Our lift-up model is trained with 2D joint locations estimated by the competing 2D module on the synthetic training dataset. The training is carried out with 32 batches, 70 epochs, using the Adam optimizer, and with the initial learning rate set to 0.001. We determine the model’s architecture for 8 weights (w = 8) and 0 residual blocks (b = 0) in this evaluation because of the ablation study results. Our lift-up model has only 2 fully connected layers without residual blocks.
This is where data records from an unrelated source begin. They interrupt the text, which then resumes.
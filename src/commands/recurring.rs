// Copyright (c) 2025 Soumyadip Sarkar.
// All rights reserved.
//
// This source code is licensed under the license found in the
// LICENSE file in the root directory of this source tree.

//! Definitions the sweep posts from: subscriptions, income sources and MSI plans.

use anyhow::Result;
use rusqlite::Connection;
use rust_decimal::Decimal;

use crate::config::Config;
use crate::engine::recurring::monthly_equivalent;
use crate::models::{IncomeSource, InstallmentPlan, RecurringItem};
use crate::repo;
use crate::utils::{
    fmt_money, id_for_category, maybe_print_json, opt_str, parse_date, parse_decimal,
    pretty_table, req_str,
};

fn category_arg(conn: &Connection, sub: &clap::ArgMatches) -> Result<Option<i64>> {
    opt_str(sub, "category")
        .map(|c| id_for_category(conn, c))
        .transpose()
}

pub fn handle(conn: &Connection, cfg: &Config, m: &clap::ArgMatches) -> Result<()> {
    match m.subcommand() {
        Some(("add", sub)) => {
            let item = RecurringItem {
                id: 0,
                name: req_str(sub, "name")?.to_string(),
                amount: parse_decimal(req_str(sub, "amount")?)?,
                currency: opt_str(sub, "currency")
                    .map(|c| c.to_uppercase())
                    .unwrap_or_else(|| cfg.home_currency.clone()),
                category_id: category_arg(conn, sub)?,
                frequency: req_str(sub, "frequency")?.parse()?,
                next_due_date: parse_date(req_str(sub, "next-due")?)?,
                merchant: opt_str(sub, "merchant").map(str::to_string),
                is_active: true,
            };
            repo::insert_recurring_item(conn, &cfg.home_currency, &item)?;
            println!(
                "Added {} subscription '{}' due {}",
                item.frequency, item.name, item.next_due_date
            );
        }
        Some(("list", sub)) => {
            let items = repo::load_recurring_items(conn, false)?;
            if !maybe_print_json(sub.get_flag("json"), sub.get_flag("jsonl"), &items)? {
                let committed: Decimal = items
                    .iter()
                    .filter(|i| i.is_active)
                    .map(|i| monthly_equivalent(i.amount, i.frequency, &cfg.frequency))
                    .sum();
                let data = items
                    .iter()
                    .map(|i| {
                        vec![
                            i.name.clone(),
                            fmt_money(&i.amount, &i.currency),
                            i.frequency.to_string(),
                            i.next_due_date.to_string(),
                            format!(
                                "{:.2}",
                                monthly_equivalent(i.amount, i.frequency, &cfg.frequency)
                                    .round_dp(2)
                            ),
                            if i.is_active { "active" } else { "paused" }.to_string(),
                        ]
                    })
                    .collect();
                println!(
                    "{}",
                    pretty_table(
                        &["Name", "Amount", "Frequency", "Next due", "Monthly eq.", "Status"],
                        data
                    )
                );
                println!(
                    "Committed per month: {}",
                    fmt_money(&committed, &cfg.home_currency)
                );
            }
        }
        Some(("pause", sub)) => {
            let name = req_str(sub, "name")?;
            repo::set_recurring_active(conn, name, false)?;
            println!("Paused '{}'", name);
        }
        Some(("resume", sub)) => {
            let name = req_str(sub, "name")?;
            repo::set_recurring_active(conn, name, true)?;
            println!("Resumed '{}'", name);
        }
        _ => {}
    }
    Ok(())
}

pub fn handle_income(conn: &Connection, cfg: &Config, m: &clap::ArgMatches) -> Result<()> {
    match m.subcommand() {
        Some(("add", sub)) => {
            let src = IncomeSource {
                id: 0,
                name: req_str(sub, "name")?.to_string(),
                r#type: req_str(sub, "type")?.to_string(),
                amount: parse_decimal(req_str(sub, "amount")?)?,
                frequency: req_str(sub, "frequency")?.parse()?,
                category_id: category_arg(conn, sub)?,
                is_active: true,
            };
            repo::insert_income_source(conn, &src)?;
            if cfg.income.windows_for(src.frequency).is_empty() {
                println!(
                    "Added income '{}'; note: {} income has no posting window and is never auto-posted",
                    src.name, src.frequency
                );
            } else {
                println!("Added {} income '{}'", src.frequency, src.name);
            }
        }
        Some(("list", sub)) => {
            let sources = repo::load_income_sources(conn, false)?;
            if !maybe_print_json(sub.get_flag("json"), sub.get_flag("jsonl"), &sources)? {
                let data = sources
                    .iter()
                    .map(|s| {
                        let windows = cfg
                            .income
                            .windows_for(s.frequency)
                            .iter()
                            .map(|w| format!("{}-{}", w.0, w.1))
                            .collect::<Vec<_>>()
                            .join(", ");
                        vec![
                            s.name.clone(),
                            s.r#type.clone(),
                            fmt_money(&s.amount, &cfg.home_currency),
                            s.frequency.to_string(),
                            windows,
                            if s.is_active { "active" } else { "paused" }.to_string(),
                        ]
                    })
                    .collect();
                println!(
                    "{}",
                    pretty_table(
                        &["Name", "Type", "Amount", "Frequency", "Posting days", "Status"],
                        data
                    )
                );
            }
        }
        _ => {}
    }
    Ok(())
}

pub fn handle_msi(conn: &Connection, cfg: &Config, m: &clap::ArgMatches) -> Result<()> {
    match m.subcommand() {
        Some(("add", sub)) => {
            let plan = InstallmentPlan {
                id: 0,
                name: req_str(sub, "name")?.to_string(),
                merchant: opt_str(sub, "merchant").map(str::to_string),
                installment_amount: parse_decimal(req_str(sub, "amount")?)?,
                installment_count: sub.get_one::<u32>("count").copied().unwrap_or(0),
                payments_made: sub.get_one::<u32>("paid").copied().unwrap_or(0),
                category_id: category_arg(conn, sub)?,
                is_active: true,
            };
            repo::insert_installment_plan(conn, &plan)?;
            println!(
                "Added MSI '{}': {} x {}",
                plan.name,
                plan.installment_count,
                fmt_money(&plan.installment_amount, &cfg.home_currency)
            );
        }
        Some(("list", sub)) => {
            let plans = repo::load_installment_plans(conn, false)?;
            if !maybe_print_json(sub.get_flag("json"), sub.get_flag("jsonl"), &plans)? {
                let data = plans
                    .iter()
                    .map(|p| {
                        let left = Decimal::from(p.installment_count - p.payments_made.min(p.installment_count))
                            * p.installment_amount;
                        vec![
                            p.name.clone(),
                            fmt_money(&p.installment_amount, &cfg.home_currency),
                            format!("{}/{}", p.payments_made, p.installment_count),
                            fmt_money(&left, &cfg.home_currency),
                            if p.is_active { "active" } else { "done" }.to_string(),
                        ]
                    })
                    .collect();
                println!(
                    "{}",
                    pretty_table(&["Plan", "Installment", "Paid", "Outstanding", "Status"], data)
                );
            }
        }
        _ => {}
    }
    Ok(())
}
4.2 Comparison with previous works

We quantitatively compare our lift-up model to the related previous works on the real evaluation dataset. We compare the results to those of Mo²Cap² [14] and x R-EgoPose [15, 16], which are 3D ego-pose estimations from a single mounted fisheye camera. We use a dual-branch encoder-decoder model with 3D pose and heatmaps as x R-EgoPose in this comparison. Additionally, we compare to VNect [9], which was validated for a mounted omnidirectional camera setup by Miura and Sako [27]. The decoupled two-step approaches (x R-EgoPose and ours) are trained and evaluated for each 2D module results of Mo²Cap² and VNect.

We present the MJPE(mm) and PCK@30 mm results in Table 1. Our lift-up model shows worse performance than x R-EgoPose in MJPE(mm) even though it obtains the best accuracy in PCK@30 mm. These results mean that our model achieves high accuracy when the 2D joint location estimator works well. However, the deterioration of 2D joint location estimation has a worse impact on our lift-up model because the robustness is less than x R-EgoPose. Additionally, our lift-up model obtains higher accuracy with the 2D module of VNect and Mo²Cap² than the original models.

Table 1 MJPE (mm) results on a real evaluation dataset for comparison with previous works. PCK@30 mm is also indicated in brackets

Full size table

We indicate the model parameter size and the estimated required time on a CPU (Intel Xeon @ 2.20 GHz) in Table 2. We indicate 2D module results that exclude the 3D module from the models for VNect and Mo²Cap² because the models contain the whole process to estimate 3D joint positions from the input image. Our lift-up model shows better parameter size and execution time even when combined with 2D modules.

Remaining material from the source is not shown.